By this description, you’d guess that I’m relatively affluent. And that would be a relatively accurate guess. I live in a safe neighborhood in a good state in what most would consider one of the best countries in the world. I was raised by two hard-working parents—more on that later—who afforded me every possible opportunity I wanted to pursue. With the exception of one biggie—more on that later.
I am educated far past most but less than some. And so I am affluent (on the surface).
Let’s address the more on that later’s. College was one thing that my hard-working parents never had the opportunity for. And college was the one opportunity that my hard-working parents couldn’t actually afford to give me, even though on the surface it seemed they could. Not attending wasn’t an option. Because it was unattainable to them, its importance and status was elevated—far beyond its actual merit—for me. So this nerdling researched, and hunted, and visited, and pro/conned until her heart was content.
There was a private college that caught my eye. Of course, right? It felt like home. It felt as though it was the hub of every possible opportunity I could ever want and I could have all of them if I just went there. My parents agreed. My high school guidance counselor agreed. The college itself agreed. Heck, even the banking institutions agreed. And so I went.

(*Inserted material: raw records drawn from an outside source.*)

//! Common test utilities

use async_trait::async_trait;
use dayload::{
    Clock, DataLoader, KeyValueStore, LoaderConfig, LoaderError, ManualClock, MemoryStore,
    QueryBackend, Result,
};
use mockito::{Server, ServerGuard};
use parking_lot::Mutex;
use serde_json::{Value, json};
use std::collections::VecDeque;
use std::sync::Arc;
use std::sync::atomic::{AtomicUsize, Ordering};
use std::time::Duration;

/// Route library logs to the test harness output
#[allow(dead_code)]
pub fn init_tracing() {
    let _ = tracing_subscriber::fmt().with_test_writer().try_init();
}

/// Config with short backoff for fast retry tests
#[allow(dead_code)]
pub fn fast_config() -> LoaderConfig {
    LoaderConfig::new("http://localhost:8080")
        .with_retry_backoff(Duration::from_millis(10))
        .with_timeout(Duration::from_secs(5))
}

/// In-process backend that plays back scripted outcomes.
///
/// Each call pops the next scripted result; once the script is empty it
/// answers `{"query": <key>, "params": <params>}`. Tracks total and peak
/// concurrent calls.
#[derive(Default)]
pub struct ScriptedBackend {
    delay: Duration,
    script: Mutex<VecDeque<Result<Value>>>,
    calls: AtomicUsize,
    running: AtomicUsize,
    peak: AtomicUsize,
    seen: Mutex<Vec<String>>,
}

#[allow(dead_code)]
impl ScriptedBackend {
    pub fn new() -> Arc<Self> {
        Arc::new(Self::default())
    }

    pub fn with_delay(delay: Duration) -> Arc<Self> {
        Arc::new(Self {
            delay,
            ..Default::default()
        })
    }

    pub fn push(&self, outcome: Result<Value>) {
        self.script.lock().push_back(outcome);
    }

    pub fn calls(&self) -> usize {
        self.calls.load(Ordering::SeqCst)
    }

    pub fn peak_concurrency(&self) -> usize {
        self.peak.load(Ordering::SeqCst)
    }

    /// Query names in call order
    pub fn seen(&self) -> Vec<String> {
        self.seen.lock().clone()
    }
}

#[async_trait]
impl QueryBackend for ScriptedBackend {
    async fn execute(&self, query_key: &str, params: &Value) -> Result<Value> {
        self.calls.fetch_add(1, Ordering::SeqCst);
        self.seen.lock().push(query_key.to_string());
        let now = self.running.fetch_add(1, Ordering::SeqCst) + 1;
        self.peak.fetch_max(now, Ordering::SeqCst);

        if !self.delay.is_zero() {
            tokio::time::sleep(self.delay).await;
        }
        self.running.fetch_sub(1, Ordering::SeqCst);

        let scripted = self.script.lock().pop_front();
        scripted.unwrap_or_else(|| Ok(json!({"query": query_key, "params": params})))
    }
}

/// Store whose every operation fails, like a browser store over quota
#[allow(dead_code)]
#[derive(Default)]
pub struct FailingStore;

#[async_trait]
impl KeyValueStore for FailingStore {
    async fn get(&self, _key: &str) -> Result<Option<String>> {
        Err(LoaderError::CacheIo("storage unavailable".into()))
    }

    async fn set(&self, _key: &str, _value: String) -> Result<()> {
        Err(LoaderError::CacheIo("quota exceeded".into()))
    }

    async fn remove(&self, _key: &str) -> Result<()> {
        Err(LoaderError::CacheIo("storage unavailable".into()))
    }

    async fn keys(&self) -> Result<Vec<String>> {
        Err(LoaderError::CacheIo("storage unavailable".into()))
    }
}

/// Loader over `backend` with a fresh in-memory store and the system clock
#[allow(dead_code)]
pub async fn loader_with(config: LoaderConfig, backend: Arc<ScriptedBackend>) -> DataLoader {
    DataLoader::builder(config)
        .backend(backend)
        .build()
        .await
        .unwrap()
}

/// Loader over `backend` sharing `storage` and driven by `clock`
#[allow(dead_code)]
pub async fn loader_at(
    backend: Arc<ScriptedBackend>,
    storage: MemoryStore,
    clock: ManualClock,
) -> DataLoader {
    DataLoader::builder(fast_config())
        .backend(backend)
        .storage(Arc::new(storage))
        .clock(Arc::new(clock) as Arc<dyn Clock>)
        .build()
        .await
        .unwrap()
}

/// Setup a loader pointing to a mock query endpoint
#[allow(dead_code)]
pub async fn setup_http_loader() -> (DataLoader, ServerGuard) {
    let server = Server::new_async().await;
    let config = LoaderConfig::new(server.url())
        .with_timeout(Duration::from_secs(5))
        .with_retry_backoff(Duration::from_millis(10));
    let loader = DataLoader::new(config).await.unwrap();
    (loader, server)
}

Chase and Sallie Mae became my best friends because FAFSA was my worst enemy. Like an ox, I piled years worth of tuition upon my debt-free, credit-virgin shoulders. I had a blissful experience—deferment is a beautiful thing—until reality set in. End grace.
That reality brings us back here, to the current scenario of just past midnight at the kitchen table in my parents’ relatively new house in our relatively affluent suburb where I will live for the next God knows how many years because I can’t afford to live on my own. Before we go any further, you should know that I feel like an ass. So it’s okay with me if you think I sound like one.
I was raised to be a strong, independent woman. I was raised to value education and hard work. I was raised to be successful, to be more affluent than my relatively affluent parents. So now, I want things I can’t have. I want the things I was raised to want.
But I made a choice at 17-years-young that took away what I value above all else: freedom. And it is that choice, and that subsequent lack of freedom and independence, that led me to strike up a conversation bemoaning my privilege to a man (my father) who still to this day, most likely, wants what I had. What I got. What I now regret.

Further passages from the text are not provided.